> **Exercise aim**:
Taking the records below, count the lines in which "false" appears and supply only the count.

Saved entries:
//! Weaver and gate options.

use std::fmt;
use std::str::FromStr;

use serde::{Deserialize, Serialize};

use crate::error::Error;

/// Version of the runtime the generated source targets.
#[derive(Debug, Clone, Copy, PartialEq, Eq, PartialOrd, Ord, Hash, Serialize, Deserialize)]
pub struct RuntimeVersion {
    pub major: u32,
    pub minor: u32,
    pub patch: u32,
}

impl RuntimeVersion {
    /// First runtime that lets traits use the proxy trait themselves.
    pub const TRAIT_PROXY: RuntimeVersion = RuntimeVersion::new(7, 3, 0);

    pub const fn new(major: u32, minor: u32, patch: u32) -> Self {
        Self {
            major,
            minor,
            patch,
        }
    }

    /// Whether trait declarations receive the call-interception trait.
    pub fn supports_trait_proxy(&self) -> bool {
        *self >= Self::TRAIT_PROXY
    }
}

impl Default for RuntimeVersion {
    fn default() -> Self {
        Self::new(8, 1, 0)
    }
}

impl fmt::Display for RuntimeVersion {
    fn fmt(&self, f: &mut fmt::Formatter<'_>) -> fmt::Result {
        write!(f, "{}.{}.{}", self.major, self.minor, self.patch)
    }
}

impl FromStr for RuntimeVersion {
    type Err = Error;

    /// Parses `major[.minor[.patch]]`; missing parts default to zero.
    fn from_str(s: &str) -> Result<Self, Self::Err> {
        let invalid = || Error::InvalidManifest {
            message: format!("invalid runtime version '{}'", s),
        };
        let mut parts = s.trim().splitn(3, '.');
        let mut next = |required: bool| -> Result<u32, Error> {
            match parts.next() {
                Some(p) => p.parse().map_err(|_| invalid()),
                None if required => Err(invalid()),
                None => Ok(0),
            }
        };
        let major = next(true)?;
        let minor = next(false)?;
        let patch = next(false)?;
        Ok(Self::new(major, minor, patch))
    }
}

const DEFAULT_BANNER: &str = "/**
 * This file was generated by proxy-weave.
 *
 * Changes are overwritten the next time the proxy is woven.
 */";

/// Options controlling generated proxy source.
///
/// # Examples
///
/// ```
/// use proxy_weave::{RuntimeVersion, WeaveOptions};
///
/// let options = WeaveOptions::default()
///     .with_runtime_version(RuntimeVersion::new(7, 2, 0))
///     .with_proxy_trait("\\App\\Aop\\ProxyTrait");
///
/// assert!(!options.runtime_version.supports_trait_proxy());
/// ```
#[derive(Debug, Clone, PartialEq, Eq, Serialize, Deserialize)]
#[serde(default)]
pub struct WeaveOptions {
    /// Target runtime; below 7.3 traits are not given the proxy trait
    pub runtime_version: RuntimeVersion,
    /// Emit the strict-types directive after the open tag
    pub strict_types: bool,
    /// Comment block emitted after the directive
    pub banner: String,
    /// Call-interception trait mixed into classes (and traits when supported)
    pub proxy_trait: String,
    /// Property-interception trait mixed into classes
    pub property_trait: String,
}

impl Default for WeaveOptions {
    fn default() -> Self {
        Self {
            runtime_version: RuntimeVersion::default(),
            strict_types: true,
            banner: DEFAULT_BANNER.to_string(),
            proxy_trait: "\\Weave\\Aop\\ProxyTrait".to_string(),
            property_trait: "\\Weave\\Aop\\PropertyHandlerTrait".to_string(),
        }
    }
}

impl WeaveOptions {
    pub fn with_runtime_version(mut self, version: RuntimeVersion) -> Self {
        self.runtime_version = version;
        self
    }

    pub fn with_banner(mut self, banner: impl Into<String>) -> Self {
        self.banner = banner.into();
        self
    }

    pub fn with_strict_types(mut self, strict_types: bool) -> Self {
        self.strict_types = strict_types;
        self
    }

    pub fn with_proxy_trait(mut self, name: impl Into<String>) -> Self {
        self.proxy_trait = name.into();
        self
    }

    pub fn with_property_trait(mut self, name: impl Into<String>) -> Self {
        self.property_trait = name.into();
        self
    }
}

/// Options for the request validation gate.
#[derive(Debug, Clone, PartialEq, Eq, Serialize, Deserialize)]
#[serde(default)]
pub struct GateOptions {
    /// Interface a parameter type must implement to be validated on resolution
    pub capability_marker: String,
    /// Status of the response returned when validation reports an authorization failure
    pub forbidden_status: u16,
}

impl Default for GateOptions {
    fn default() -> Self {
        Self {
            capability_marker: "Weave\\Validation\\Contract\\ValidatesWhenResolved".to_string(),
            forbidden_status: 403,
        }
    }
}

impl GateOptions {
    pub fn with_capability_marker(mut self, marker: impl Into<String>) -> Self {
        self.capability_marker = marker.into().trim_start_matches('\\').to_string();
        self
    }
}
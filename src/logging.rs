use std::fmt;

/// Request-scoped logger used by middleware.
///
/// `GateLog` borrows the request ID from the request it was created for and
/// stamps it on every event, so gate decisions can be correlated with the
/// rest of the request's trace.
#[derive(Debug, Clone, Copy)]
pub struct GateLog<'a> {
    request_id: &'a str,
}

impl<'a> GateLog<'a> {
    /// Creates a logger for one request.
    pub fn new(request_id: &'a str) -> Self {
        Self { request_id }
    }

    /// Logs a warning-level message with request ID.
    pub fn warn(&self, args: fmt::Arguments<'_>) {
        tracing::warn!(request_id = %self.request_id, "{}", args);
    }

    /// Logs a debug-level message with request ID.
    ///
    /// Use with `format_args!` for efficient formatting:
    /// ```no_run
    /// # use proxy_weave::GateLog;
    /// let log = GateLog::new("req-1");
    /// log.debug(format_args!("validated {} parameters", 2));
    /// ```
    pub fn debug(&self, args: fmt::Arguments<'_>) {
        tracing::debug!(request_id = %self.request_id, "{}", args);
    }
}
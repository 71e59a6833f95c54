//! Dependency resolution for validated handler parameters.

use std::collections::HashMap;
use std::sync::Arc;

use crate::capability::ValidatesWhenResolved;
use crate::error::Error;
use crate::model::normalize_name;

/// Resolves instances of parameter types by qualified name.
pub trait Container: Send + Sync {
    /// Returns an instance of `type_name`.
    ///
    /// # Errors
    ///
    /// Returns [`Error::Resolution`] when the type cannot be produced.
    fn get(&self, type_name: &str) -> Result<Arc<dyn ValidatesWhenResolved>, Error>;
}

impl<C: Container + ?Sized> Container for Arc<C> {
    fn get(&self, type_name: &str) -> Result<Arc<dyn ValidatesWhenResolved>, Error> {
        (**self).get(type_name)
    }
}

type Factory = Box<dyn Fn() -> Arc<dyn ValidatesWhenResolved> + Send + Sync>;

/// Container backed by per-type factories.
///
/// # Examples
///
/// ```
/// use std::sync::Arc;
/// use proxy_weave::{Container, MapContainer, ValidatesWhenResolved, ValidationFailure};
///
/// struct AlwaysOk;
/// impl ValidatesWhenResolved for AlwaysOk {
///     fn validate_resolved(&self) -> Result<(), ValidationFailure> {
///         Ok(())
///     }
/// }
///
/// let mut container = MapContainer::new();
/// container.register("App\\Request", || Arc::new(AlwaysOk));
///
/// assert!(container.get("App\\Request").is_ok());
/// assert!(container.get("App\\Other").is_err());
/// ```
#[derive(Default)]
pub struct MapContainer {
    factories: HashMap<String, Factory>,
}

impl MapContainer {
    pub fn new() -> Self {
        Self::default()
    }

    /// Registers a factory invoked on every resolution of `type_name`.
    pub fn register<F>(&mut self, type_name: &str, factory: F)
    where
        F: Fn() -> Arc<dyn ValidatesWhenResolved> + Send + Sync + 'static,
    {
        self.factories
            .insert(normalize_name(type_name), Box::new(factory));
    }

    /// Registers a shared instance returned on every resolution.
    pub fn instance(&mut self, type_name: &str, instance: Arc<dyn ValidatesWhenResolved>) {
        self.register(type_name, move || Arc::clone(&instance));
    }

    pub fn contains(&self, type_name: &str) -> bool {
        self.factories.contains_key(&normalize_name(type_name))
    }
}

impl Container for MapContainer {
    fn get(&self, type_name: &str) -> Result<Arc<dyn ValidatesWhenResolved>, Error> {
        let key = normalize_name(type_name);
        match self.factories.get(&key) {
            Some(factory) => Ok(factory()),
            None => Err(Error::Resolution {
                type_name: key,
                message: "no binding registered".to_string(),
            }),
        }
    }
}

#[cfg(test)]
mod tests {
    use super::*;
    use crate::capability::ValidationFailure;
    use std::sync::atomic::{AtomicUsize, Ordering};

    struct Counted(Arc<AtomicUsize>);

    impl ValidatesWhenResolved for Counted {
        fn validate_resolved(&self) -> Result<(), ValidationFailure> {
            self.0.fetch_add(1, Ordering::SeqCst);
            Ok(())
        }
    }

    #[test]
    fn factories_run_per_resolution() {
        let built = Arc::new(AtomicUsize::new(0));
        let counter = Arc::clone(&built);
        let mut container = MapContainer::new();
        container.register("A", move || {
            counter.fetch_add(1, Ordering::SeqCst);
            Arc::new(Counted(Arc::new(AtomicUsize::new(0))))
        });

        container.get("A").unwrap();
        container.get("\\A").unwrap();
        assert_eq!(built.load(Ordering::SeqCst), 2);
    }

    #[test]
    fn shared_instances_are_reused() {
        let calls = Arc::new(AtomicUsize::new(0));
        let mut container = MapContainer::new();
        container.instance("A", Arc::new(Counted(Arc::clone(&calls))));

        container.get("A").unwrap().validate_resolved().unwrap();
        container.get("A").unwrap().validate_resolved().unwrap();
        assert_eq!(calls.load(Ordering::SeqCst), 2);
        assert!(container.contains("A"));
    }

    #[test]
    fn missing_binding_is_a_resolution_error() {
        let container = MapContainer::new();
        assert!(matches!(
            container.get("Nope"),
            Err(Error::Resolution { .. })
        ));
    }
}
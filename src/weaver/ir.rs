//! Proxy IR.
//!
//! Weaving rules produce a [`ProxyUnit`] tree instead of strings; the
//! [`printer`](super::printer) walks the tree and emits source text. Rules
//! can therefore be tested by inspecting nodes, independent of formatting.

use crate::model::{Parameter, TypeKind, Visibility};

/// One generated source file: header plus a single type.
#[derive(Debug, Clone, PartialEq, Eq)]
pub struct ProxyUnit {
    /// Emit `declare (strict_types=1);` after the open tag
    pub strict_types: bool,
    /// Comment block after the directive; skipped when empty
    pub banner: String,
    /// Namespace of the woven type; `None` for the global namespace
    pub namespace: Option<String>,
    pub decl: TypeNode,
}

/// A class, trait or interface body.
#[derive(Debug, Clone, PartialEq, Eq)]
pub struct TypeNode {
    pub kind: TypeKind,
    /// Unqualified name
    pub name: String,
    pub is_abstract: bool,
    pub is_final: bool,
    /// Printed parent names (one for classes, any number for interfaces)
    pub extends: Vec<String>,
    pub implements: Vec<String>,
    /// Printed trait names, injected capabilities first
    pub uses: Vec<String>,
    pub members: Vec<Member>,
}

impl TypeNode {
    /// Methods in emission order.
    pub fn methods(&self) -> impl Iterator<Item = &MethodNode> {
        self.members.iter().filter_map(|m| match m {
            Member::Method(method) => Some(method),
            _ => None,
        })
    }

    pub fn method(&self, name: &str) -> Option<&MethodNode> {
        self.methods().find(|m| m.name.eq_ignore_ascii_case(name))
    }
}

#[derive(Debug, Clone, PartialEq, Eq)]
pub enum Member {
    Constant {
        visibility: Option<Visibility>,
        name: String,
        value: String,
    },
    Property {
        visibility: Option<Visibility>,
        is_static: bool,
        type_hint: Option<String>,
        name: String,
        default: Option<String>,
    },
    Method(MethodNode),
}

/// A method signature with an optional body.
#[derive(Debug, Clone, PartialEq, Eq)]
pub struct MethodNode {
    pub visibility: Option<Visibility>,
    pub is_static: bool,
    pub is_abstract: bool,
    pub is_final: bool,
    pub name: String,
    pub parameters: Vec<Parameter>,
    pub return_type: Option<String>,
    /// `None` prints a bodiless signature terminated by `;`
    pub body: Option<Vec<Stmt>>,
}

/// Compile-time constants the generated code refers to.
#[derive(Debug, Clone, Copy, PartialEq, Eq)]
pub enum MagicConstant {
    Class,
    Trait,
    Function,
    Method,
}

impl MagicConstant {
    pub fn as_str(self) -> &'static str {
        match self {
            MagicConstant::Class => "__CLASS__",
            MagicConstant::Trait => "__TRAIT__",
            MagicConstant::Function => "__FUNCTION__",
            MagicConstant::Method => "__METHOD__",
        }
    }
}

/// An argument forwarded to the parent constructor.
#[derive(Debug, Clone, PartialEq, Eq)]
pub struct Argument {
    pub name: String,
    pub spread: bool,
}

/// A variable captured by the deferred closure.
#[derive(Debug, Clone, PartialEq, Eq)]
pub struct Capture {
    pub name: String,
    pub by_ref: bool,
}

#[derive(Debug, Clone, PartialEq, Eq)]
pub enum Stmt {
    /// Source statement copied unchanged
    Verbatim(String),
    /// `self::__handlePropertyHandler(__CLASS__);`
    HandleProperties,
    /// `parent::__construct($a, ...$b);`
    ForwardToParent { arguments: Vec<Argument> },
    /// Parent constructor call guarded by a runtime existence check
    GuardedForwardToParent,
    /// `$variable = CONSTANT;`
    Capture {
        variable: String,
        value: MagicConstant,
    },
    /// Dispatcher invocation wrapping the original body in a closure
    ProxyCall {
        /// `__CLASS__` for classes, `__TRAIT__` for traits
        scope: MagicConstant,
        /// Prefix the call with `return`
        returns: bool,
        captures: Vec<Capture>,
        body: Vec<Stmt>,
    },
}
//! Handler parameter extraction.
//!
//! Maps a dispatched [`HandlerRef`] to the ordered parameter list the handler
//! declares, so middleware can inspect parameter types before the handler
//! runs. Controller methods are looked up in the declaration source, through
//! used traits and parent classes.

use crate::error::Error;
use crate::model::{namespace_of, Parameter};
use crate::source::{find_method, DeclarationSource};

use super::HandlerRef;

pub use crate::model::is_builtin;

/// Returns the parameters declared by the dispatched handler.
///
/// Class names in the returned type hints are fully qualified. Controller
/// hints are resolved against the namespace of the class or trait that
/// declares the action; closure hints are taken as already qualified.
///
/// # Errors
///
/// - [`Error::HandlerNotFound`] for a malformed callback or a controller without the action
/// - [`Error::TypeNotFound`] when the controller is not declared
pub fn handler_parameters(
    source: &dyn DeclarationSource,
    handler: &HandlerRef,
) -> Result<Vec<Parameter>, Error> {
    if let HandlerRef::Closure { parameters } = handler {
        return Ok(parameters
            .iter()
            .cloned()
            .map(|p| p.qualified_in(""))
            .collect());
    }

    let (controller, action) = handler.controller_action()?;
    match find_method(source, controller, action)? {
        Some(found) => {
            let namespace = namespace_of(&found.owner);
            Ok(found
                .method
                .parameters
                .into_iter()
                .map(|p| p.qualified_in(namespace))
                .collect())
        }
        None => Err(Error::HandlerNotFound {
            handler: handler.to_string(),
        }),
    }
}

#[cfg(test)]
mod tests {
    use super::*;
    use crate::model::{MethodDeclaration, TypeDeclaration};
    use crate::source::MemorySource;

    fn source() -> MemorySource {
        MemorySource::new()
            .with(
                TypeDeclaration::class("App\\BaseController").with_method(
                    MethodDeclaration::new("index")
                        .with_parameter(Parameter::typed("request", "ListRequest")),
                ),
            )
            .with(
                TypeDeclaration::trait_("Shared\\Exports").with_method(
                    MethodDeclaration::new("export")
                        .with_parameter(Parameter::typed("request", "?Http\\ExportRequest"))
                        .with_parameter(Parameter::typed("format", "\\App\\Format")),
                ),
            )
            .with(
                TypeDeclaration::class("App\\Admin\\UserController")
                    .extends("App\\BaseController")
                    .uses("Shared\\Exports"),
            )
    }

    #[test]
    fn closure_parameters_are_returned_directly() {
        let handler = HandlerRef::Closure {
            parameters: vec![Parameter::typed("id", "int")],
        };
        let params = handler_parameters(&MemorySource::new(), &handler).unwrap();
        assert_eq!(params.len(), 1);
    }

    #[test]
    fn controller_actions_are_found_through_parents() {
        let handler = HandlerRef::Callback("App\\Admin\\UserController@index".to_string());
        let params = handler_parameters(&source(), &handler).unwrap();
        assert_eq!(params[0].class_type(), Some("App\\ListRequest"));
    }

    #[test]
    fn hints_resolve_against_the_declaring_namespace() {
        let handler = HandlerRef::Callback("App\\Admin\\UserController::export".to_string());
        let params = handler_parameters(&source(), &handler).unwrap();
        assert_eq!(params[0].type_hint.as_deref(), Some("?Shared\\Http\\ExportRequest"));
        assert_eq!(params[1].class_type(), Some("App\\Format"));
    }

    #[test]
    fn closure_hints_lose_their_leading_separator() {
        let handler = HandlerRef::Closure {
            parameters: vec![Parameter::typed("r", "\\App\\StoreRequest")],
        };
        let params = handler_parameters(&MemorySource::new(), &handler).unwrap();
        assert_eq!(params[0].type_hint.as_deref(), Some("App\\StoreRequest"));
    }

    #[test]
    fn missing_action_is_handler_not_found() {
        let handler = HandlerRef::Pair("App\\Admin\\UserController".into(), "destroy".into());
        assert!(matches!(
            handler_parameters(&source(), &handler),
            Err(Error::HandlerNotFound { .. })
        ));
    }

    #[test]
    fn missing_controller_is_type_not_found() {
        let handler = HandlerRef::Pair("App\\Ghost".into(), "index".into());
        assert!(matches!(
            handler_parameters(&source(), &handler),
            Err(Error::TypeNotFound { .. })
        ));
    }

    #[test]
    fn builtins_are_case_insensitive() {
        assert!(is_builtin("int"));
        assert!(is_builtin("String"));
        assert!(!is_builtin("App\\Request"));
    }
}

> **Answer for the task**:
2